**Activity**. Could you return every record below exactly as it is written?

○ ○ ○ ○ ○

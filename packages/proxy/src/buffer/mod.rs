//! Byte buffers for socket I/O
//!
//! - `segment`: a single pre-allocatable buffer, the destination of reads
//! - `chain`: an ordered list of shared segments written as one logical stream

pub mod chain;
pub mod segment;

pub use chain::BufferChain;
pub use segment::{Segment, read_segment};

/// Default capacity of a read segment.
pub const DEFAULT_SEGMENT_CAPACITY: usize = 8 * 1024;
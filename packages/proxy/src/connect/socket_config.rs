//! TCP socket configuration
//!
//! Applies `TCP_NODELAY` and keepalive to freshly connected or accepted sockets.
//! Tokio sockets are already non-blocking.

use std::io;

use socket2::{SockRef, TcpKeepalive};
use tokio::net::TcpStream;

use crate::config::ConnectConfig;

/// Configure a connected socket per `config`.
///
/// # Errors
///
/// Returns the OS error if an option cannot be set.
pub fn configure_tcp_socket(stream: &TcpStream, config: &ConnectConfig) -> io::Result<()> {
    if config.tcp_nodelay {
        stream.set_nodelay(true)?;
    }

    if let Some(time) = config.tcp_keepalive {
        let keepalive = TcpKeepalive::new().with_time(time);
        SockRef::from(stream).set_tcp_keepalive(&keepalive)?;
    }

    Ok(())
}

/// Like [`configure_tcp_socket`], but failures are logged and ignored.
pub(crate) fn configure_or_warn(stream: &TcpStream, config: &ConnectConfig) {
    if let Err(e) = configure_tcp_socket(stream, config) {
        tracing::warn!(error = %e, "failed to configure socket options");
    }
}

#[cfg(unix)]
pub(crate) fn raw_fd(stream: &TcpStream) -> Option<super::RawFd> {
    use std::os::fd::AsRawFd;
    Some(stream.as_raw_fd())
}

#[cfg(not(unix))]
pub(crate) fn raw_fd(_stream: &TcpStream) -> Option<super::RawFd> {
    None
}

○ ○ ○ ○ ○

**Response for this exercise**.
filename packages/proxy/src/buffer/mod.rs
//! Byte buffers for socket I/O
//!
//! - `segment`: a single pre-allocatable buffer, the destination of reads
//! - `chain`: an ordered list of shared segments written as one logical stream

pub mod chain;
pub mod segment;

pub use chain::BufferChain;
pub use segment::{Segment, read_segment};

/// Default capacity of a read segment.
pub const DEFAULT_SEGMENT_CAPACITY: usize = 8 * 1024;
filename packages/proxy/src/connect/socket_config.rs
//! TCP socket configuration
//!
//! Applies `TCP_NODELAY` and keepalive to freshly connected or accepted sockets.
//! Tokio sockets are already non-blocking.

use std::io;

use socket2::{SockRef, TcpKeepalive};
use tokio::net::TcpStream;

use crate::config::ConnectConfig;

/// Configure a connected socket per `config`.
///
/// # Errors
///
/// Returns the OS error if an option cannot be set.
pub fn configure_tcp_socket(stream: &TcpStream, config: &ConnectConfig) -> io::Result<()> {
    if config.tcp_nodelay {
        stream.set_nodelay(true)?;
    }

    if let Some(time) = config.tcp_keepalive {
        let keepalive = TcpKeepalive::new().with_time(time);
        SockRef::from(stream).set_tcp_keepalive(&keepalive)?;
    }

    Ok(())
}

/// Like [`configure_tcp_socket`], but failures are logged and ignored.
pub(crate) fn configure_or_warn(stream: &TcpStream, config: &ConnectConfig) {
    if let Err(e) = configure_tcp_socket(stream, config) {
        tracing::warn!(error = %e, "failed to configure socket options");
    }
}

#[cfg(unix)]
pub(crate) fn raw_fd(stream: &TcpStream) -> Option<super::RawFd> {
    use std::os::fd::AsRawFd;
    Some(stream.as_raw_fd())
}

#[cfg(not(unix))]
pub(crate) fn raw_fd(_stream: &TcpStream) -> Option<super::RawFd> {
    None
}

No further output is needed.